Vía Augusta
Alberto Grimaldi
La conversión de Pedro
Según la última EPA (Encuesta de Población Activa), el absentismo laboral se halla en máximos, en torno al millón de personas, y ha incrementado su cifra en un 85% desde 2019. Este aumento, tan espectacular, no se debe, sin embargo, a la juventud ociosa y malcriada (caso de que exista), sino a factores menos socorridos a la hora de encontrar culpables. Resulta que tal oleada de absentismo obedece, entre otras, a dos razones fáciles de comprender y aún más fáciles de pasar por alto: el avejentamiento del cuerpo laboral y las magulladuras psíquicas que nos dejó el Covid. Se le vienen a uno a la cabeza los versos de Quevedo, su archisabido salmo XVII: “Miré los muros de la patria mía, / si un tiempo fuertes, ya desmoronados...”. Pero, claro, advirtamos que cuando don Francisco escribe esto, en 1613, tiene treinta y tres añitos, y es todavía el mayor espadachín del reino. Mientras que nosotros, llenos ya de achaques, parece que hemos cambiado la espada o el bolígrafo por el volante médico.

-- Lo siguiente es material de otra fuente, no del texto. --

//! Headerless raw buffer reading and writing
//!
//! A raw file holds exactly `width * height` bytes. Short and long files
//! are both rejected, since the dimensions cannot be inferred from the
//! contents.

use crate::{IoError, IoResult};
use crossmorph_core::{Dimensions, PixelBuffer};
use std::fs::File;
use std::io::{BufReader, BufWriter, Read, Write};
use std::path::Path;
use tracing::debug;

/// Read a raw buffer of shape `dims` from a file.
pub fn read_raw<P: AsRef<Path>>(path: P, dims: Dimensions) -> IoResult<PixelBuffer> {
    let path = path.as_ref();
    let file = File::open(path)?;
    let pix = read_raw_from(BufReader::new(file), dims)?;
    debug!(path = %path.display(), dims = %dims, "read raw buffer");
    Ok(pix)
}

/// Read a raw buffer of shape `dims` from a reader.
///
/// Fails with [`IoError::InvalidData`] unless the reader yields exactly
/// `dims.area()` bytes.
pub fn read_raw_from<R: Read>(reader: R, dims: Dimensions) -> IoResult<PixelBuffer> {
    let expected = dims.area();

    // One extra byte is enough to detect trailing data.
    let mut data = Vec::new();
    data.try_reserve_exact(expected + 1)
        .map_err(|_| crossmorph_core::Error::AllocationFailed { bytes: expected })?;
    reader.take(expected as u64 + 1).read_to_end(&mut data)?;

    if data.len() != expected {
        return Err(IoError::InvalidData(if data.len() > expected {
            format!("more than {} bytes for a {} image", expected, dims)
        } else {
            format!(
                "expected {} bytes for a {} image, found {}",
                expected,
                dims,
                data.len()
            )
        }));
    }

    Ok(PixelBuffer::from_parts(dims, data)?)
}

/// Write a buffer's bytes to a file, replacing any existing file.
pub fn write_raw<P: AsRef<Path>>(path: P, pix: &PixelBuffer) -> IoResult<()> {
    let path = path.as_ref();
    let file = File::create(path)?;
    write_raw_to(BufWriter::new(file), pix)?;
    debug!(path = %path.display(), bytes = pix.len(), "wrote raw buffer");
    Ok(())
}

/// Write a buffer's bytes to a writer.
pub fn write_raw_to<W: Write>(mut writer: W, pix: &PixelBuffer) -> IoResult<()> {
    writer.write_all(pix.data())?;
    writer.flush()?;
    Ok(())
}

#[cfg(test)]
mod tests {
    use super::*;
    use std::io::Cursor;

    fn dims8() -> Dimensions {
        Dimensions::new(8, 8).unwrap()
    }

    #[test]
    fn test_read_exact_size() {
        let bytes: Vec<u8> = (0..64).collect();
        let pix = read_raw_from(Cursor::new(bytes.clone()), dims8()).unwrap();
        assert_eq!(pix.data(), &bytes[..]);
        assert_eq!(pix.get_pixel(1, 2), Some(17));
    }

    #[test]
    fn test_read_short_and_long() {
        let err = read_raw_from(Cursor::new(vec![0u8; 63]), dims8()).unwrap_err();
        assert!(matches!(err, IoError::InvalidData(ref m) if m.contains("found 63")));

        let err = read_raw_from(Cursor::new(vec![0u8; 65]), dims8()).unwrap_err();
        assert!(matches!(err, IoError::InvalidData(ref m) if m.contains("more than 64")));
    }

    #[test]
    fn test_write_to_writer() {
        let pix = PixelBuffer::filled(16, 4, 9).unwrap();
        let mut out = Vec::new();
        write_raw_to(&mut out, &pix).unwrap();
        assert_eq!(out, vec![9u8; 64]);
    }
}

Sin salir de Quevedo, el poeta escribe que llegó precedido por “el pálido rebaño” de sus enfermedades, cuando se encontraba preso en San Marcos de León. A ciertas alturas de la vida, más allá de la mitad del camino que decía el Dante, uno se halla pastor involuntario y dueño de un ganado que quisiera perder sin conseguirlo. El hecho elemental, a la vista de la EPA, es que los trabajadores españoles son hoy un ejército veterano y algo maltrecho, cuyas dolencias incluyen el mal de la melancolía, las heridas del corazón, tras haber sorteado la pandemia. Es un lugar común de la literatura y la historia situar el nacimiento del hombre moderno en el Decamerón de Boccaccio. Pero no por el erotismo alegre y desvergonzado que ahí se sustancia, sino porque es el ser humano en pelo, en su estrenada y radical soledad, el que viene huyendo de la peste en Florencia y busca refugio en la campiña, después de haber contemplado, con sus ojos mortales, el apocalipsis.
Es este hecho callado, latente, el que más nos sobrecoge. No tanto la fatiga humana que describe Quevedo con altiva y dura solemnidad (“vencida de la edad sentí mi espada”); sino aquel otro rastro que Bécquer, fatigada lira, describe abrasadoramente: “...que hay dolor que al pasar su horrible huella/ graba en el corazón, si no en la frente”.